Tailoring the Charge Transport Properties of Printable Si‐NCs By Conjugated Organic Ligands

Silicon is dominating the world in photovoltaic technology. The widely used mono crystalline and poly crystalline wafer technologies are expensive to process. As an alternative, technology of silicon nanocrystals (Si‐NCs) is a necessity for economical processing of PV modules. In this work, commercially prepared Si‐NCs with a mean diameter of 60 nm is utilized with a pre‐treatment process followed by functionalization. Styryl and 1‐ethenyl‐4‐fluoro benzyl conjugate moieties are grafted on hydrogen‐terminated Si‐NCs via hydrosilylation of phenylacetylene and 1‐ethynyl‐4‐fluoro benzene, respectively.

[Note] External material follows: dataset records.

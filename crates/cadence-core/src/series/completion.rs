use chrono::{DateTime, Utc};
use tracing::{debug, info, instrument};
use uuid::Uuid;

use super::{commit, PropagationSummary, SeriesManager};
use crate::error::CoreError;
use crate::models::{CompletionResult, EditScope, NewOccurrenceData, Occurrence, UpdateOccurrenceData};
use crate::query::Query;
use crate::recurrence::{next_due, OccurrenceFactory};
use crate::store::OccurrenceStore;

/// Result of an edit.
#[derive(Debug)]
pub struct EditOutcome {
    pub occurrence: Occurrence,
    /// Present for [`EditScope::ThisAndFuture`] edits.
    pub propagation: Option<PropagationSummary>,
}

impl SeriesManager {
    /// Validates and stores a new occurrence.
    pub async fn create_occurrence(
        &self,
        data: NewOccurrenceData,
        store: &dyn OccurrenceStore,
    ) -> Result<Occurrence, CoreError> {
        let occurrence = data.into_occurrence(Utc::now())?;
        let staged = store.insert(&occurrence).await;
        commit(store, staged).await?;
        debug!(occurrence = %occurrence.id, "occurrence created");
        Ok(occurrence)
    }

    pub async fn complete_occurrence(&self, id: Uuid, store: &dyn OccurrenceStore) -> Result<CompletionResult, CoreError> {
        self.complete_occurrence_at(id, store, Utc::now()).await
    }

    /// Marks an occurrence completed. Completing the leading occurrence of a
    /// recurring chain also materializes its successor.
    #[instrument(skip(self, store))]
    pub async fn complete_occurrence_at(
        &self,
        id: Uuid,
        store: &dyn OccurrenceStore,
        now: DateTime<Utc>,
    ) -> Result<CompletionResult, CoreError> {
        let staged = self.complete_staged(id, store, now).await;
        let result = commit(store, staged).await?;
        if let CompletionResult::Recurring { next, .. } = &result {
            info!(next = %next.id, due = ?next.due_at, "next occurrence created");
        }
        Ok(result)
    }

    async fn complete_staged(
        &self,
        id: Uuid,
        store: &dyn OccurrenceStore,
        now: DateTime<Utc>,
    ) -> Result<CompletionResult, CoreError> {
        let mut occurrence = store
            .find_by_id(id)
            .await?
            .ok_or_else(|| CoreError::NotFound(id.to_string()))?;
        if occurrence.completed {
            return Err(CoreError::InvalidInput(format!(
                "Occurrence '{}' is already completed",
                occurrence.title
            )));
        }

        let next = if occurrence.has_active_rule() && occurrence.due_at.is_some() {
            let has_successor = !store.query(&Query::children_of(id)).await?.is_empty();
            if has_successor {
                None
            } else {
                Some(next_due(&occurrence, &self.calendar)?)
            }
        } else {
            None
        };

        occurrence.mark_completed(now);
        store.update(&occurrence).await?;

        match next {
            Some(Some(due)) => {
                let successor = OccurrenceFactory::materialize(&occurrence, due, now);
                store.insert(&successor).await?;
                Ok(CompletionResult::Recurring {
                    completed: occurrence,
                    next: successor,
                })
            }
            Some(None) => Ok(CompletionResult::SeriesEnded(occurrence)),
            None => Ok(CompletionResult::Single(occurrence)),
        }
    }

    pub async fn update_occurrence(
        &self,
        id: Uuid,
        data: UpdateOccurrenceData,
        scope: EditScope,
        store: &dyn OccurrenceStore,
    ) -> Result<EditOutcome, CoreError> {
        self.update_occurrence_at(id, data, scope, store, Utc::now()).await
    }

    /// Applies an edit to one occurrence, or to it and its pending future
    /// descendants. Everything commits together.
    #[instrument(skip(self, data, store))]
    pub async fn update_occurrence_at(
        &self,
        id: Uuid,
        data: UpdateOccurrenceData,
        scope: EditScope,
        store: &dyn OccurrenceStore,
        now: DateTime<Utc>,
    ) -> Result<EditOutcome, CoreError> {
        let staged = self.update_staged(id, data, scope, store, now).await;
        commit(store, staged).await
    }

    async fn update_staged(
        &self,
        id: Uuid,
        data: UpdateOccurrenceData,
        scope: EditScope,
        store: &dyn OccurrenceStore,
        now: DateTime<Utc>,
    ) -> Result<EditOutcome, CoreError> {
        let mut occurrence = store
            .find_by_id(id)
            .await?
            .ok_or_else(|| CoreError::NotFound(id.to_string()))?;
        let touches_template = data.touches_template();
        data.apply_to(&mut occurrence, now)?;
        store.update(&occurrence).await?;

        let propagation = match scope {
            EditScope::ThisAndFuture if touches_template => {
                Some(self.propagate_staged(&occurrence, store, now).await?)
            }
            EditScope::ThisAndFuture => Some(PropagationSummary::default()),
            EditScope::ThisOccurrence => None,
        };

        Ok(EditOutcome {
            occurrence,
            propagation,
        })
    }
}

Thick‐films of these functionalized Si‐NCs with different thicknesses are prepared and analyzed in a purposed device architecture at room temperature which reveals a p‐type character of functionalized Si‐NCs films. Detail analysis of current density–voltage ( J–V ) characteristics of styryl functionalized Si‐NCs films shows that the drifting of charge carriers follows a power law relationship ( J  ≈  V n ) in the presence of exponentially distributed trap states. Moreover, a unique voltage dependence of the J–V curves also reveals a transition between direct and Fowler–Nordheim (F–N) tunneling mechanisms.